Collect the lines of the entries where "ReversiError" shows up.

[Stored items from a collection]
--- START ---

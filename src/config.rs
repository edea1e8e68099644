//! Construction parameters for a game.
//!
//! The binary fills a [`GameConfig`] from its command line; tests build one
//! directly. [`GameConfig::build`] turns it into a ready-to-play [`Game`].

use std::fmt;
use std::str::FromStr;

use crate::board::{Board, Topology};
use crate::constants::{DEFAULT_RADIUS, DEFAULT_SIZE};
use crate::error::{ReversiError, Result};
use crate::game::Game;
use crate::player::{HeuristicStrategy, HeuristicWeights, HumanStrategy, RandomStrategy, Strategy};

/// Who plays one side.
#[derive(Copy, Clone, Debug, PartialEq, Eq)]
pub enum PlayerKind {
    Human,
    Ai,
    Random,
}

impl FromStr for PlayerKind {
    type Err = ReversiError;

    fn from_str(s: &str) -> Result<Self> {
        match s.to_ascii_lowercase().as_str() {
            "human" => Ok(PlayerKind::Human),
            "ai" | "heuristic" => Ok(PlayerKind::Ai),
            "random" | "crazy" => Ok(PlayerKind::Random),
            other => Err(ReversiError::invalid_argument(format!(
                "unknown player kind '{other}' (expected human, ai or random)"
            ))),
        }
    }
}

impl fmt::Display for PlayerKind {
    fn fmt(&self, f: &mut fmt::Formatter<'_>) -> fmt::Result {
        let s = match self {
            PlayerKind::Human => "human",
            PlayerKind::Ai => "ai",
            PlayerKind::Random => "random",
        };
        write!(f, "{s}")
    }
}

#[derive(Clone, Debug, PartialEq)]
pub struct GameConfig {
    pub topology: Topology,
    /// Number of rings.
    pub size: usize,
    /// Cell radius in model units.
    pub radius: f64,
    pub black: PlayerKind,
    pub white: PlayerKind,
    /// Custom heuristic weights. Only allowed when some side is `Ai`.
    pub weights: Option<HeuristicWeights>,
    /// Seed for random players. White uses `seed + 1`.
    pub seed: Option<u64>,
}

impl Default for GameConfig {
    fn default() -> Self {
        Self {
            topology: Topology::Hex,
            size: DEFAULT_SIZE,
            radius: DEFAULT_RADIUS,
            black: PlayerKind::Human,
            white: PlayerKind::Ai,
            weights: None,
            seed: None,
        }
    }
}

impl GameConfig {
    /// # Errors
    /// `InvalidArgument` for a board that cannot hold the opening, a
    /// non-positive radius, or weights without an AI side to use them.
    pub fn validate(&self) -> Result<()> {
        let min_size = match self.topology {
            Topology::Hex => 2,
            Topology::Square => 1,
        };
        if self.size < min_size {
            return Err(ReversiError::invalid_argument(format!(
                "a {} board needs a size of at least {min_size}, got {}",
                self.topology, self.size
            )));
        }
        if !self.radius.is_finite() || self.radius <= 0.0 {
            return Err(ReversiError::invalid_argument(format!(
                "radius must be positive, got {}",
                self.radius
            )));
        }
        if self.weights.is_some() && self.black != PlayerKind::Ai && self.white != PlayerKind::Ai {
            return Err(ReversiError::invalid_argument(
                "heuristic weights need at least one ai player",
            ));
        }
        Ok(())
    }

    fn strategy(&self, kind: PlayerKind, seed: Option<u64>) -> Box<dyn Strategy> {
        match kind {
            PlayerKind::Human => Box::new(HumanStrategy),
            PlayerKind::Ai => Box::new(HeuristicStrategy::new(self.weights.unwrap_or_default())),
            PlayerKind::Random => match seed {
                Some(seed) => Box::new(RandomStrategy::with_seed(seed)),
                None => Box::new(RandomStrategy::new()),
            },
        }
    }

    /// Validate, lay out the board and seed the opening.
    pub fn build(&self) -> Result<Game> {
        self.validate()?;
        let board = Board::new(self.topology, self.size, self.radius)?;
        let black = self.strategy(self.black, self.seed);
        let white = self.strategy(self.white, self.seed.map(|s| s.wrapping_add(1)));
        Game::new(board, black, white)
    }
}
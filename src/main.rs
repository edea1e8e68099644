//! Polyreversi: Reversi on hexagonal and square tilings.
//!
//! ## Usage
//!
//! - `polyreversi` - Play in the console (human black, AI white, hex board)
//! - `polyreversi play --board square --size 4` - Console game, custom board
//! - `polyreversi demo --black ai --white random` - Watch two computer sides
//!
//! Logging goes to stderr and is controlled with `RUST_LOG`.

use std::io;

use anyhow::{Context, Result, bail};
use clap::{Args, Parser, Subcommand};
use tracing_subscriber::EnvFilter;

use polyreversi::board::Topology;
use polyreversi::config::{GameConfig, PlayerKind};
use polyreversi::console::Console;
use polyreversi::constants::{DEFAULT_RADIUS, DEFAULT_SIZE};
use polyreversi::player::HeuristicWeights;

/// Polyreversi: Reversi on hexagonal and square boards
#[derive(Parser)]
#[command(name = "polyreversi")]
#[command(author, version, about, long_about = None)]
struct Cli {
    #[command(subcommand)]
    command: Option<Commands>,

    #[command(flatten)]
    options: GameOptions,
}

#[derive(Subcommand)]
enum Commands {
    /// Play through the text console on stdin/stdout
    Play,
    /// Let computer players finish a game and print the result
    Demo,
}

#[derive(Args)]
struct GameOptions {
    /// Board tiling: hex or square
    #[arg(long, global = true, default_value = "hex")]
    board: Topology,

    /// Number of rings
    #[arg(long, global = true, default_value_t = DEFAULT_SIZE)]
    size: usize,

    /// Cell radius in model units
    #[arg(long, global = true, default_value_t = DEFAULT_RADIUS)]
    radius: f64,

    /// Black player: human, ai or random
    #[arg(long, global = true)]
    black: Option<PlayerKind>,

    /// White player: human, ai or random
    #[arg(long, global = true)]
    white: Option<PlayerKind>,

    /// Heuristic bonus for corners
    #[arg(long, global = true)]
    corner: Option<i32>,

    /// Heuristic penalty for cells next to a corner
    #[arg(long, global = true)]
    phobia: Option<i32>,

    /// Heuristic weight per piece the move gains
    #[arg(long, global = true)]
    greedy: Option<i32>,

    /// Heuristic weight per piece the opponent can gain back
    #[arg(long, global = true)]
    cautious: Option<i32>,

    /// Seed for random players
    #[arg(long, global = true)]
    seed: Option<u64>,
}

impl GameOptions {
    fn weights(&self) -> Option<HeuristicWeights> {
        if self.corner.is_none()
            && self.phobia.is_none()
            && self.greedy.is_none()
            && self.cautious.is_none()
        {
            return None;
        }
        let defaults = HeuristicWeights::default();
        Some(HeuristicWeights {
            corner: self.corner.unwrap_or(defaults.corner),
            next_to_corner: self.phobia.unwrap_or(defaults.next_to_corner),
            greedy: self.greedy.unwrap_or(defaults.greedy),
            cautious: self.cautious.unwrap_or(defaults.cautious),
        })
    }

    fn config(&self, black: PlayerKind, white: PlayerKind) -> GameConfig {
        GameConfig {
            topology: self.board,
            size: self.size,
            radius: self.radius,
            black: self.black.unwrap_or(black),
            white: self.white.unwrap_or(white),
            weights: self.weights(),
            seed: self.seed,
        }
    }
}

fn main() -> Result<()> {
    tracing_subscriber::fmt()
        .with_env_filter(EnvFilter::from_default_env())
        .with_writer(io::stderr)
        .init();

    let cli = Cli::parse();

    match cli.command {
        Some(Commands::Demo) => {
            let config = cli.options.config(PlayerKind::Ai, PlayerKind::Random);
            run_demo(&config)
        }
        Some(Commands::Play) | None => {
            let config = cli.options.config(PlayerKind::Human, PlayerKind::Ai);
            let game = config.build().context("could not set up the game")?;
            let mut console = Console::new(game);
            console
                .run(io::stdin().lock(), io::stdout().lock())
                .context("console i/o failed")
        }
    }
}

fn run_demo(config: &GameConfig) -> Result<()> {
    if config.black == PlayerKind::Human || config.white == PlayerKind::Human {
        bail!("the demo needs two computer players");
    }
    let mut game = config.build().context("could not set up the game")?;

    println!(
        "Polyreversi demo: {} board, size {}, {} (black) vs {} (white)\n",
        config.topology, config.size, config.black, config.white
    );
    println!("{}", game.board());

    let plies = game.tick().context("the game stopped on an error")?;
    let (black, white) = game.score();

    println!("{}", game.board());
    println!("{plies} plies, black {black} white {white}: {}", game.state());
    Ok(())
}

--- END ---

_Written answer_
use crate::error::{ReversiError, Result};
    type Err = ReversiError;
            other => Err(ReversiError::invalid_argument(format!(
            return Err(ReversiError::invalid_argument(format!(
            return Err(ReversiError::invalid_argument(format!(
            return Err(ReversiError::invalid_argument(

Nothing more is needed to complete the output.